#### Input data ####
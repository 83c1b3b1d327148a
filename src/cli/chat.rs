// src/cli/chat.rs — Interactive REPL

use std::future::Future;
use std::io::BufRead;

use tokio::sync::mpsc;

use crate::feedback::{FeedbackRecorder, FeedbackSubmission, Verdict};
use crate::infra::config::Config;
use crate::session::SessionMachine;

/// What the prompt produced.
#[derive(Debug, PartialEq)]
enum PromptInput {
    Line(String),
    Eof,
    Interrupted,
}

/// Run the interactive question loop.
pub async fn run_chat(config: &Config) -> anyhow::Result<()> {
    let (mut machine, recorder) = super::build_session(config)?;
    super::attach_terminal(&mut machine);

    eprintln!(
        "dualqa v{} | {} | /help for commands, Ctrl-C cancels a running answer or exits at the prompt\n",
        env!("CARGO_PKG_VERSION"),
        config.upstream.base_url,
    );

    let mut lines = spawn_stdin_reader();
    loop {
        print_prompt();
        let interrupt = async {
            let _ = tokio::signal::ctrl_c().await;
        };
        let input = match next_input(lines.recv(), interrupt).await {
            PromptInput::Line(line) => line,
            PromptInput::Interrupted => {
                eprintln!();
                break;
            }
            PromptInput::Eof => break,
        };
        let trimmed = input.trim();

        if trimmed.is_empty() {
            continue;
        }
        if trimmed == "quit" || trimmed == "exit" || trimmed == "/quit" {
            break;
        }
        if trimmed.starts_with('/') {
            handle_slash_command(trimmed, &mut machine, &recorder).await;
            continue;
        }

        match machine.submit(trimmed) {
            Ok(()) => super::drive(&mut machine).await,
            Err(e) => eprintln!("error: {e}"),
        }
    }

    Ok(())
}

fn print_prompt() {
    use std::io::Write;

    print!("> ");
    std::io::stdout().flush().ok();
}

/// Read stdin lines on a detached thread. Once `drive` has installed the
/// Ctrl-C handler the signal no longer ends the process, so the prompt
/// races each read against it.
fn spawn_stdin_reader() -> mpsc::UnboundedReceiver<String> {
    let (tx, rx) = mpsc::unbounded_channel();
    std::thread::spawn(move || {
        for line in std::io::stdin().lock().lines() {
            let Ok(line) = line else { break };
            if tx.send(line).is_err() {
                break;
            }
        }
    });
    rx
}

/// Wait for the next line; an interrupt wins over a line arriving together.
async fn next_input(
    line: impl Future<Output = Option<String>>,
    interrupt: impl Future<Output = ()>,
) -> PromptInput {
    tokio::select! {
        biased;
        _ = interrupt => PromptInput::Interrupted,
        line = line => match line {
            Some(line) => PromptInput::Line(line),
            None => PromptInput::Eof,
        },
    }
}

async fn handle_slash_command(
    input: &str,
    machine: &mut SessionMachine,
    recorder: &FeedbackRecorder,
) {
    let (cmd, arg) = input.split_once(' ').unwrap_or((input, ""));
    let arg = arg.trim();

    match cmd {
        "/help" => {
            eprintln!("  /retry                      reopen an interrupted or failed stream");
            eprintln!("  /cancel                     stop the current answer (Ctrl-C while streaming)");
            eprintln!("  /feedback <verdict> [text]  fast | streamed | both | neither");
            eprintln!("  /status                     ask the upstream about this session");
            eprintln!("  /clear                      forget the current session");
            eprintln!("  /quit                       leave (Ctrl-C at the prompt also exits)");
        }
        "/retry" => match machine.retry() {
            Ok(()) => super::drive(machine).await,
            Err(e) => eprintln!("error: {e}"),
        },
        "/cancel" => {
            if let Err(e) = machine.cancel() {
                eprintln!("error: {e}");
            }
        }
        "/feedback" => {
            let (verdict, comment) = arg.split_once(' ').unwrap_or((arg, ""));
            let result = async {
                let verdict: Verdict = verdict.parse()?;
                let submission =
                    FeedbackSubmission::for_session(machine.session(), verdict, comment.trim())?;
                recorder.submit(submission).await
            }
            .await;
            match result {
                Ok(record) => eprintln!("[feedback] recorded '{}'", record.verdict),
                Err(e) => eprintln!("error: {e}"),
            }
        }
        "/status" => {
            let session = machine.session();
            eprintln!(
                "[session] {} | id {} | {} fragments",
                session.status,
                session.id.as_deref().unwrap_or("-"),
                session.fragment_count()
            );
            super::ask::report_upstream_status(machine).await;
        }
        "/clear" => machine.clear(),
        other => eprintln!("unknown command: {other} (try /help)"),
    }
}
// tests/common/mod.rs — Scripted transport shared by integration tests

#![allow(dead_code)]

use std::collections::VecDeque;
use std::sync::atomic::{AtomicBool, AtomicUsize, Ordering};
use std::sync::{Arc, Mutex};

use async_trait::async_trait;
use serde_json::Map;
use tokio::sync::Notify;

use dualqa::infra::errors::QaError;
use dualqa::session::Session;
use dualqa::transport::{
    ChannelEvent, ChannelHandle, EventSink, FastAnswer, FeedbackPayload, InitiateResponse,
    RemoteStatus, Transport,
};

/// A transport that answers initiate requests from a script and hands every
/// opened channel's sink back to the test, so events can be injected by hand.
#[derive(Default)]
pub struct ScriptedTransport {
    responses: Mutex<VecDeque<Result<InitiateResponse, QaError>>>,
    sinks: Mutex<Vec<EventSink>>,
    opened: AtomicUsize,
    closed: Arc<AtomicUsize>,
    feedback: Mutex<Vec<FeedbackPayload>>,
    gated: AtomicBool,
    gate: Notify,
    no_resume: AtomicBool,
}

impl ScriptedTransport {
    pub fn new() -> Arc<Self> {
        Arc::new(Self::default())
    }

    pub fn push_response(&self, response: Result<InitiateResponse, QaError>) {
        if let Ok(mut responses) = self.responses.lock() {
            responses.push_back(response);
        }
    }

    /// Hold every initiate call until `release()`.
    pub fn hold_initiate(&self) {
        self.gated.store(true, Ordering::SeqCst);
    }

    pub fn release(&self) {
        self.gated.store(false, Ordering::SeqCst);
        self.gate.notify_one();
    }

    pub fn disable_resume(&self) {
        self.no_resume.store(true, Ordering::SeqCst);
    }

    /// Sink of the `n`th opened channel (0-based).
    pub fn sink(&self, n: usize) -> EventSink {
        self.sinks.lock().unwrap()[n].clone()
    }

    pub fn emit(&self, n: usize, event: ChannelEvent) {
        assert!(self.sink(n).emit(event), "machine is gone");
    }

    pub fn opened(&self) -> usize {
        self.opened.load(Ordering::SeqCst)
    }

    pub fn closed(&self) -> usize {
        self.closed.load(Ordering::SeqCst)
    }

    pub fn feedback(&self) -> Vec<FeedbackPayload> {
        self.feedback.lock().unwrap().clone()
    }
}

#[async_trait]
impl Transport for ScriptedTransport {
    async fn initiate(&self, question: &str, _caller_id: &str) -> Result<InitiateResponse, QaError> {
        if self.gated.load(Ordering::SeqCst) {
            self.gate.notified().await;
        }
        let scripted = self.responses.lock().unwrap().pop_front();
        scripted.unwrap_or_else(|| Ok(initiate_response("s1", Some(question))))
    }

    fn open_stream(&self, endpoint: &str, sink: EventSink) -> Result<ChannelHandle, QaError> {
        self.opened.fetch_add(1, Ordering::SeqCst);
        self.sinks.lock().unwrap().push(sink);
        let closed = self.closed.clone();
        Ok(ChannelHandle::new(endpoint, move || {
            closed.fetch_add(1, Ordering::SeqCst);
        }))
    }

    async fn fetch_status(&self, session_id: &str) -> Result<RemoteStatus, QaError> {
        Ok(RemoteStatus {
            status: "streaming".into(),
            session_id: Some(session_id.to_string()),
            extra: Map::new(),
        })
    }

    async fn submit_feedback(&self, payload: &FeedbackPayload) -> Result<(), QaError> {
        self.feedback.lock().unwrap().push(payload.clone());
        Ok(())
    }

    fn supports_resume(&self) -> bool {
        !self.no_resume.load(Ordering::SeqCst)
    }
}

/// An initiate response for `session_id`, with a fast answer when
/// `fast_text` is given.
pub fn initiate_response(session_id: &str, fast_text: Option<&str>) -> InitiateResponse {
    InitiateResponse {
        session_id: session_id.to_string(),
        fast_answer: fast_text.map(|text| FastAnswer {
            id: Some(format!("fa-{session_id}")),
            text: text.to_string(),
            confidence_score: 0.82,
            source_tier: "cache".into(),
            elapsed_ms: 40,
            direct_answer_eligible: false,
        }),
        stream_endpoint: format!("/session/{session_id}/stream"),
    }
}

/// Collects every snapshot an observer receives.
pub fn recording() -> (Arc<Mutex<Vec<Session>>>, impl Fn(&Session) + Send + 'static) {
    let seen = Arc::new(Mutex::new(Vec::new()));
    let sink = seen.clone();
    (seen, move |session: &Session| {
        sink.lock().unwrap().push(session.clone())
    })
}
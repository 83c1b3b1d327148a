// src/feedback/mod.rs — Comparison feedback between the two answers

pub mod recorder;

use chrono::{DateTime, Utc};
use serde::{Deserialize, Serialize};
use std::str::FromStr;

use crate::infra::errors::QaError;
use crate::session::Session;
use crate::transport::FeedbackPayload;
pub use recorder::FeedbackRecorder;

/// Which answer the user preferred.
#[derive(Debug, Clone, Copy, PartialEq, Eq, Hash, Serialize, Deserialize)]
#[serde(rename_all = "lowercase")]
pub enum Verdict {
    Fast,
    Streamed,
    Both,
    Neither,
}

impl Verdict {
    pub const ALL: [Verdict; 4] = [
        Verdict::Fast,
        Verdict::Streamed,
        Verdict::Both,
        Verdict::Neither,
    ];

    pub fn as_str(self) -> &'static str {
        match self {
            Verdict::Fast => "fast",
            Verdict::Streamed => "streamed",
            Verdict::Both => "both",
            Verdict::Neither => "neither",
        }
    }
}

impl std::fmt::Display for Verdict {
    fn fmt(&self, f: &mut std::fmt::Formatter<'_>) -> std::fmt::Result {
        f.write_str(self.as_str())
    }
}

impl FromStr for Verdict {
    type Err = QaError;

    fn from_str(s: &str) -> Result<Self, Self::Err> {
        let normalized = s.trim().to_ascii_lowercase();
        Verdict::ALL
            .into_iter()
            .find(|v| v.as_str() == normalized)
            .ok_or_else(|| {
                QaError::Validation(format!(
                    "unknown verdict '{s}' (expected fast, streamed, both or neither)"
                ))
            })
    }
}

/// What the user wants to submit, before it is stamped and sent.
#[derive(Debug, Clone, PartialEq)]
pub struct FeedbackSubmission {
    pub session_id: String,
    pub fast_answer_id: Option<String>,
    pub question: String,
    pub verdict: Verdict,
    pub comment: String,
}

impl FeedbackSubmission {
    /// Build a submission from a session snapshot.
    pub fn for_session(
        session: &Session,
        verdict: Verdict,
        comment: impl Into<String>,
    ) -> Result<Self, QaError> {
        let session_id = session.id.clone().ok_or(QaError::InvalidState {
            operation: "submit feedback",
            status: session.status,
        })?;
        Ok(Self {
            session_id,
            fast_answer_id: session.fast_answer_id().map(str::to_string),
            question: session.question.clone(),
            verdict,
            comment: comment.into(),
        })
    }
}

/// A submitted, immutable feedback record.
#[derive(Debug, Clone, PartialEq, Serialize)]
#[serde(rename_all = "camelCase")]
pub struct FeedbackRecord {
    pub session_id: String,
    pub fast_answer_id: Option<String>,
    pub question: String,
    pub verdict: Verdict,
    pub comment: String,
    pub submitted_at: DateTime<Utc>,
}

impl FeedbackRecord {
    pub(crate) fn stamp(submission: FeedbackSubmission, submitted_at: DateTime<Utc>) -> Self {
        Self {
            session_id: submission.session_id,
            fast_answer_id: submission.fast_answer_id,
            question: submission.question,
            verdict: submission.verdict,
            comment: submission.comment,
            submitted_at,
        }
    }

    /// Whether `submission` carries the same content as this record.
    pub fn matches(&self, submission: &FeedbackSubmission) -> bool {
        self.session_id == submission.session_id
            && self.fast_answer_id == submission.fast_answer_id
            && self.question == submission.question
            && self.verdict == submission.verdict
            && self.comment == submission.comment
    }

    pub fn payload(&self) -> FeedbackPayload {
        FeedbackPayload {
            session_id: self.session_id.clone(),
            fast_answer_id: self.fast_answer_id.clone(),
            question: self.question.clone(),
            verdict: self.verdict,
            comment: self.comment.clone(),
            timestamp: self.submitted_at,
        }
    }
}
####
§ Exercise details
Each line from the one holding "self.question == submission.question" down to the end of the records above is to be repeated exactly; no other line belongs in the reply.

§ Output of the exercise
            && self.question == submission.question
            && self.verdict == submission.verdict
            && self.comment == submission.comment
    }

    pub fn payload(&self) -> FeedbackPayload {
        FeedbackPayload {
            session_id: self.session_id.clone(),
            fast_answer_id: self.fast_answer_id.clone(),
            question: self.question.clone(),
            verdict: self.verdict,
            comment: self.comment.clone(),
            timestamp: self.submitted_at,
        }
    }
}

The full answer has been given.